Hassett has also been explicit about what would happen inside the room where rate decisions are made. In an interview that has circulated widely as his name rises on the shortlist, he said Trump’s voice would have no weight in decisions, even if the president personally lobbied him on the direction of interest rates. The reporting on that conversation, by journalist Sarah Fortinsky, emphasized that Hassett is on the shortlist for Fed chair and still chose to say that Trump’s voice would not sway him on interest rate decisions. That is a direct answer to the question many investors have been asking: would a Trump loyalist at the Fed simply do what the president wants?

By insisting that Trump’s voice would have no weight, Hassett is drawing a bright line between consultation and control. He is not promising to shut the president out of the conversation entirely, but he is making clear that any such conversation would be one input among many, and not the decisive one. For a central bank that relies on its reputation for impartiality, that distinction matters. It tells markets that even if Trump calls the Fed chair to vent about mortgage rates or the dollar, the Federal Open Market Committee will still be guided by inflation data, employment figures, and financial stability concerns, not by the volume of the president’s complaints.

When Trump’s opinion “matters” and when it does not

Hassett has tried to thread a careful needle in describing how he would handle Trump’s views. In one recent interview, he said the president’s opinion matters if it is good, if it is based on data, a formulation that both flatters Trump’s potential for insight and limits the circumstances under which that insight would carry weight. The nuance is important: Hassett is not saying Trump’s views are irrelevant, only that they must clear the same analytical bar as any other argument brought to the table.
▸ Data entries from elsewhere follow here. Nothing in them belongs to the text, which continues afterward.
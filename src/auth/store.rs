//! In-memory holder of the current authentication state.
//!
//! `SessionStore` is the single source of truth for "is a user logged in".
//! It holds the latest [`AccessData`] (or `None`) and notifies registered
//! observers synchronously, in subscription order, whenever the value is
//! replaced. The host UI subscribes to drive navigation and nav-bar state.

use std::sync::{Arc, Mutex};

use crate::models::AccessData;

type Subscriber = Arc<dyn Fn(Option<&AccessData>) + Send + Sync>;

/// Handle returned by [`SessionStore::subscribe`], used to unsubscribe.
#[derive(Debug, Clone, Copy, PartialEq, Eq, Hash)]
pub struct SubscriptionId(u64);

struct Inner {
    current: Option<AccessData>,
    subscribers: Vec<(SubscriptionId, Subscriber)>,
    next_id: u64,
}

/// Observable session state.
/// Clone is cheap - the state is shared behind an Arc.
#[derive(Clone)]
pub struct SessionStore {
    inner: Arc<Mutex<Inner>>,
}

impl SessionStore {
    pub fn new() -> Self {
        Self {
            inner: Arc::new(Mutex::new(Inner {
                current: None,
                subscribers: Vec::new(),
                next_id: 0,
            })),
        }
    }

    /// Replace the current value and notify every subscriber with it,
    /// synchronously and in subscription order.
    pub fn publish(&self, value: Option<AccessData>) {
        // Snapshot subscribers outside the lock so callbacks can re-enter
        // the store without deadlocking.
        let (value, subscribers) = {
            let mut inner = self.inner.lock().expect("session store lock poisoned");
            inner.current = value;
            let subscribers: Vec<Subscriber> =
                inner.subscribers.iter().map(|(_, s)| s.clone()).collect();
            (inner.current.clone(), subscribers)
        };

        for subscriber in subscribers {
            subscriber(value.as_ref());
        }
    }

    /// Latest published value, `None` until the first successful login
    /// or restore.
    pub fn current(&self) -> Option<AccessData> {
        self.inner
            .lock()
            .expect("session store lock poisoned")
            .current
            .clone()
    }

    /// True iff a user is currently logged in.
    pub fn is_authenticated(&self) -> bool {
        self.inner
            .lock()
            .expect("session store lock poisoned")
            .current
            .is_some()
    }

    /// Register an observer called on every publish. Does not fire with
    /// the current value at registration time.
    pub fn subscribe<F>(&self, callback: F) -> SubscriptionId
    where
        F: Fn(Option<&AccessData>) + Send + Sync + 'static,
    {
        let mut inner = self.inner.lock().expect("session store lock poisoned");
        let id = SubscriptionId(inner.next_id);
        inner.next_id += 1;
        inner.subscribers.push((id, Arc::new(callback)));
        id
    }

    /// Remove a previously registered observer. Unknown ids are ignored.
    pub fn unsubscribe(&self, id: SubscriptionId) {
        let mut inner = self.inner.lock().expect("session store lock poisoned");
        inner.subscribers.retain(|(sub_id, _)| *sub_id != id);
    }
}

impl Default for SessionStore {
    fn default() -> Self {
        Self::new()
    }
}

#[cfg(test)]
mod tests {
    use super::*;
    use crate::models::User;

    fn sample_access_data() -> AccessData {
        AccessData {
            access_token: "a.b.c".to_string(),
            user: User {
                id: 1,
                name: "Ada".to_string(),
                surname: None,
                email: "ada@example.com".to_string(),
            },
        }
    }

    #[test]
    fn test_starts_unauthenticated() {
        let store = SessionStore::new();
        assert!(store.current().is_none());
        assert!(!store.is_authenticated());
    }

    #[test]
    fn test_publish_updates_current() {
        let store = SessionStore::new();
        store.publish(Some(sample_access_data()));
        assert!(store.is_authenticated());
        assert_eq!(store.current().unwrap().user.name, "Ada");

        store.publish(None);
        assert!(!store.is_authenticated());
    }

    #[test]
    fn test_subscribers_fire_in_subscription_order() {
        let store = SessionStore::new();
        let order = Arc::new(Mutex::new(Vec::new()));

        for tag in ["first", "second", "third"] {
            let order = order.clone();
            store.subscribe(move |_| order.lock().unwrap().push(tag));
        }

        store.publish(Some(sample_access_data()));
        assert_eq!(*order.lock().unwrap(), vec!["first", "second", "third"]);
    }

    #[test]
    fn test_subscriber_sees_published_value() {
        let store = SessionStore::new();
        let seen = Arc::new(Mutex::new(Vec::new()));
        let seen_clone = seen.clone();
        store.subscribe(move |value| {
            seen_clone.lock().unwrap().push(value.is_some());
        });

        store.publish(Some(sample_access_data()));
        store.publish(None);
        assert_eq!(*seen.lock().unwrap(), vec![true, false]);
    }

    #[test]
    fn test_unsubscribe_stops_notifications() {
        let store = SessionStore::new();
        let count = Arc::new(Mutex::new(0));
        let count_clone = count.clone();
        let id = store.subscribe(move |_| *count_clone.lock().unwrap() += 1);

        store.publish(None);
        store.unsubscribe(id);
        store.publish(None);
        assert_eq!(*count.lock().unwrap(), 1);
    }

    #[test]
    fn test_subscriber_may_reenter_store() {
        let store = SessionStore::new();
        let observed = Arc::new(Mutex::new(None));
        let store_clone = store.clone();
        let observed_clone = observed.clone();
        store.subscribe(move |_| {
            // Reading back from inside a callback must not deadlock
            *observed_clone.lock().unwrap() = Some(store_clone.is_authenticated());
        });

        store.publish(Some(sample_access_data()));
        assert_eq!(*observed.lock().unwrap(), Some(true));
    }
}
That conditional respect for Trump’s input was captured in coverage of his comments on potential independence from Trump, which also noted that Kevin Warsh, a fellow at the right-leaning Hoover Institution and former Fed governor, has been part of the broader conversation about who should lead the central bank.

That conditional framing serves two purposes. It signals to Trump that he will be heard if he brings serious, data-driven arguments, which may appeal to a president who prizes loyalty and personal access. At the same time, it reassures markets that the Federal Reserve under Hassett would not treat presidential whims as marching orders. By tying the weight of Trump’s opinion to its empirical quality, Hassett is effectively saying that the president will be treated like any other stakeholder: influential when he is right, sidelined when he is not.

The stakes for the Fed, markets, and Trump’s second term

All of this adds up to a high-stakes bet on institutional resilience. If Hassett becomes Fed chair and lives up to his rhetoric, the Federal Reserve would be led by someone who owes his job to Trump but has publicly promised to resist Trump’s pressure. That could set up tense moments if the president demands rate cuts to juice growth or complains that the central bank is undermining his agenda. It could also strengthen the Fed’s hand in the long run, by proving that even a chair closely associated with the White House can still put the dual mandate ahead of political convenience.

For markets, the message is cautiously reassuring. Investors have watched Trump clash with central bankers before, and they know how quickly a few angry comments can rattle bond yields or the dollar. Hassett’s insistence that the Federal Reserve will remain independent, that Trump is a lightweight on the Federal Reserve, and that the president’s voice would have no weight in Federal Open Market Committee decisions if members disagreed, is designed to calm those nerves. The real test, if he gets the job, will come the first time the data point one way and Trump points another. On that day, the promises Hassett is making now will either become the foundation of his legacy or the measure of his failure.